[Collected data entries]
=== Section Start ===
//! PostgreSQL rendering of aggregate queries

use serde_json::Value;

use super::aggregate::{AggregateFunction, AggregateQuery, RelationJoin};
use super::types::{QueryOperator, WhereCondition};
use crate::error::ModelResult;
use crate::record::key_string;
use crate::security::{escape_identifier, qualified_column};

/// Result column carrying the parent key
pub const PARENT_KEY_COLUMN: &str = "parent_key";
/// Result column carrying the aggregate value
pub const AGGREGATE_COLUMN: &str = "aggregate";
/// Most bind parameters PostgreSQL accepts in one statement
pub const MAX_BIND_PARAMS: usize = 65_535;

/// Accumulates bind parameters and hands out `$n` placeholders
struct Params {
    values: Vec<Value>,
}

impl Params {
    fn push(&mut self, value: Value) -> String {
        self.values.push(value);
        format!("${}", self.values.len())
    }
}

impl AggregateQuery {
    /// Generate SQL with parameter placeholders and the values to bind.
    ///
    /// Parents without related rows produce no result row; the caller
    /// fills in [`AggregateFunction::empty_value`] for them.
    ///
    /// Parent keys are compared and returned in their text form, the same
    /// form [`key_string`] gives them, so integer, UUID and string keys all
    /// bind the same way whatever the column type.
    pub fn to_sql_with_params(&self) -> ModelResult<(String, Vec<Value>)> {
        self.validate()?;

        let mut params = Params { values: Vec::new() };
        let related = &self.related_table;

        let (group_expr, from_clause) = match &self.join {
            RelationJoin::Direct { group_column, .. } => (
                qualified_column(related, group_column),
                escape_identifier(related),
            ),
            RelationJoin::Pivot {
                table,
                parent_column,
                related_column,
                related_key,
            } => (
                qualified_column(table, parent_column),
                format!(
                    "{} INNER JOIN {} ON {} = {}",
                    escape_identifier(related),
                    escape_identifier(table),
                    qualified_column(table, related_column),
                    qualified_column(related, related_key),
                ),
            ),
        };

        let key_expr = format!("CAST({} AS TEXT)", group_expr);
        let placeholders: Vec<String> = self
            .parent_keys
            .iter()
            .filter_map(key_string)
            .map(|key| params.push(Value::String(key)))
            .collect();

        let mut where_parts = vec![format!(
            "{} = ANY(ARRAY[{}])",
            key_expr,
            placeholders.join(", ")
        )];

        if let RelationJoin::Direct {
            morph: Some((type_column, morph_type)),
            ..
        } = &self.join
        {
            let placeholder = params.push(Value::String(morph_type.clone()));
            where_parts.push(format!(
                "{} = {}",
                qualified_column(related, type_column),
                placeholder
            ));
        }

        for condition in &self.conditions {
            where_parts.push(render_condition(related, condition, &mut params));
        }

        let sql = format!(
            "SELECT {} AS {}, {} AS {} FROM {} WHERE {} GROUP BY {}",
            key_expr,
            escape_identifier(PARENT_KEY_COLUMN),
            self.aggregate_expr(),
            escape_identifier(AGGREGATE_COLUMN),
            from_clause,
            where_parts.join(" AND "),
            group_expr,
        );

        Ok((sql, params.values))
    }

    /// Number of bind parameters the rendered statement carries
    pub fn param_count(&self) -> usize {
        let morph = match &self.join {
            RelationJoin::Direct { morph: Some(_), .. } => 1,
            _ => 0,
        };
        let conditions: usize = self
            .conditions
            .iter()
            .map(|condition| match condition.operator {
                QueryOperator::IsNull | QueryOperator::IsNotNull => 0,
                QueryOperator::In | QueryOperator::NotIn => condition.values.len(),
                QueryOperator::Between => 2,
                _ => 1,
            })
            .sum();

        self.parent_keys.len() + morph + conditions
    }

    fn aggregate_expr(&self) -> String {
        let argument = if self.column == "*" {
            "*".to_string()
        } else {
            qualified_column(&self.related_table, &self.column)
        };

        match &self.function {
            // NUMERIC results are cast so every driver decodes them as floats
            AggregateFunction::Sum | AggregateFunction::Avg => format!(
                "CAST({}({}) AS DOUBLE PRECISION)",
                self.function.as_str().to_uppercase(),
                argument
            ),
            AggregateFunction::Other(name) => format!("{}({})", name, argument),
            function => format!("{}({})", function.as_str().to_uppercase(), argument),
        }
    }
}

fn render_condition(table: &str, condition: &WhereCondition, params: &mut Params) -> String {
    let column = qualified_column(table, &condition.column);

    match condition.operator {
        QueryOperator::IsNull | QueryOperator::IsNotNull => {
            format!("{} {}", column, condition.operator)
        }
        QueryOperator::In | QueryOperator::NotIn => {
            if condition.values.is_empty() {
                // IN () is not valid SQL
                return if condition.operator == QueryOperator::In {
                    "FALSE".to_string()
                } else {
                    "TRUE".to_string()
                };
            }
            let placeholders: Vec<String> = condition
                .values
                .iter()
                .map(|value| params.push(value.clone()))
                .collect();
            format!("{} {} ({})", column, condition.operator, placeholders.join(", "))
        }
        QueryOperator::Between => {
            let low = params.push(condition.values.first().cloned().unwrap_or(Value::Null));
            let high = params.push(condition.values.get(1).cloned().unwrap_or(Value::Null));
            format!("{} BETWEEN {} AND {}", column, low, high)
        }
        _ => {
            let placeholder = params.push(condition.value.clone().unwrap_or(Value::Null));
            format!("{} {} {}", column, condition.operator, placeholder)
        }
    }
}

#[cfg(test)]
mod tests {
    use super::*;
    use crate::query::RelationQuery;
    use serde_json::json;

    fn query(join: RelationJoin, function: AggregateFunction, column: &str) -> AggregateQuery {
        AggregateQuery {
            related_table: "tasks".to_string(),
            join,
            parent_keys: vec![json!(1), json!(2)],
            function,
            column: column.to_string(),
            conditions: Vec::new(),
        }
    }

    fn direct() -> RelationJoin {
        RelationJoin::Direct {
            group_column: "user_id".to_string(),
            morph: None,
        }
    }

    #[test]
    fn test_count_sql() {
        let (sql, params) = query(direct(), AggregateFunction::Count, "*")
            .to_sql_with_params()
            .unwrap();

        assert_eq!(
            sql,
            "SELECT CAST(\"tasks\".\"user_id\" AS TEXT) AS \"parent_key\", COUNT(*) AS \"aggregate\" \
             FROM \"tasks\" WHERE CAST(\"tasks\".\"user_id\" AS TEXT) = ANY(ARRAY[$1, $2]) \
             GROUP BY \"tasks\".\"user_id\""
        );
        assert_eq!(params, vec![json!("1"), json!("2")]);
    }

    #[test]
    fn test_sum_is_cast() {
        let (sql, _) = query(direct(), AggregateFunction::Sum, "amount")
            .to_sql_with_params()
            .unwrap();
        assert!(sql.contains("CAST(SUM(\"tasks\".\"amount\") AS DOUBLE PRECISION)"));
    }

    #[test]
    fn test_conditions_are_bound_after_keys() {
        let mut aggregate = query(direct(), AggregateFunction::Max, "priority");
        aggregate.conditions = RelationQuery::new("tasks")
            .where_not_null("completed_at")
            .where_gt("priority", 2)
            .where_in("status", vec!["open", "done"])
            .where_in::<&str>("label", vec![])
            .into_conditions();

        let (sql, params) = aggregate.to_sql_with_params().unwrap();
        assert!(sql.contains("MAX(\"tasks\".\"priority\")"));
        assert!(sql.contains("\"tasks\".\"completed_at\" IS NOT NULL"));
        assert!(sql.contains("\"tasks\".\"priority\" > $3"));
        assert!(sql.contains("\"tasks\".\"status\" IN ($4, $5)"));
        assert!(sql.contains("AND FALSE"));
        assert_eq!(params, vec![json!("1"), json!("2"), json!(2), json!("open"), json!("done")]);
        assert_eq!(aggregate.param_count(), params.len());
    }

    #[test]
    fn test_morph_filter() {
        let join = RelationJoin::Direct {
            group_column: "commentable_id".to_string(),
            morph: Some(("commentable_type".to_string(), "Post".to_string())),
        };
        let aggregate = query(join, AggregateFunction::Count, "*");
        let (sql, params) = aggregate.to_sql_with_params().unwrap();

        assert!(sql.contains("\"tasks\".\"commentable_type\" = $3"));
        assert_eq!(params[2], json!("Post"));
        assert_eq!(aggregate.param_count(), 3);
    }

    #[test]
    fn test_uuid_keys_bind_as_text() {
        let mut aggregate = query(direct(), AggregateFunction::Count, "*");
        aggregate.parent_keys = vec![
            json!("6f1c1b6e-3d5e-4c4f-9a55-0b1f0f6f7a10"),
            json!("0b8e2e4a-51f5-4f39-8d2e-bb1cf0a4f0c2"),
        ];

        let (sql, params) = aggregate.to_sql_with_params().unwrap();
        assert!(sql.contains(
            "WHERE CAST(\"tasks\".\"user_id\" AS TEXT) = ANY(ARRAY[$1, $2])"
        ));
        assert_eq!(params, aggregate.parent_keys);
    }

    #[test]
    fn test_whole_float_keys_bind_as_integers() {
        let mut aggregate = query(direct(), AggregateFunction::Count, "*");
        aggregate.parent_keys = vec![json!(1.0), json!(2.5)];

        let (_, params) = aggregate.to_sql_with_params().unwrap();
        assert_eq!(params, vec![json!("1"), json!("2.5")]);
    }

    #[test]
    fn test_pivot_join() {
        let join = RelationJoin::Pivot {
            table: "role_user".to_string(),
            parent_column: "user_id".to_string(),
            related_column: "role_id".to_string(),
            related_key: "id".to_string(),
        };
        let (sql, _) = query(join, AggregateFunction::Count, "*")
            .to_sql_with_params()
            .unwrap();

        assert!(sql.contains(
            "FROM \"tasks\" INNER JOIN \"role_user\" ON \"role_user\".\"role_id\" = \"tasks\".\"id\""
        ));
        assert!(sql.contains("SELECT CAST(\"role_user\".\"user_id\" AS TEXT) AS \"parent_key\""));
        assert!(sql.contains("GROUP BY \"role_user\".\"user_id\""));
    }

    #[test]
    fn test_other_function() {
        let (sql, _) = query(direct(), AggregateFunction::Other("bool_and".to_string()), "done")
            .to_sql_with_params()
            .unwrap();
        assert!(sql.contains("bool_and(\"tasks\".\"done\")"));
    }

    #[test]
    fn test_invalid_condition_column() {
        let mut aggregate = query(direct(), AggregateFunction::Count, "*");
        aggregate.conditions = RelationQuery::new("tasks")
            .where_eq("1=1 OR x", 1)
            .into_conditions();
        assert!(aggregate.to_sql_with_params().is_err());
    }
}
=== Section End ===
TASK BRIEF — For each line above that contains the word "INNER", give the line as it is written.

RESPONSE —
                    "{} INNER JOIN {} ON {} = {}",
            "FROM \"tasks\" INNER JOIN \"role_user\" ON \"role_user\".\"role_id\" = \"tasks\".\"id\""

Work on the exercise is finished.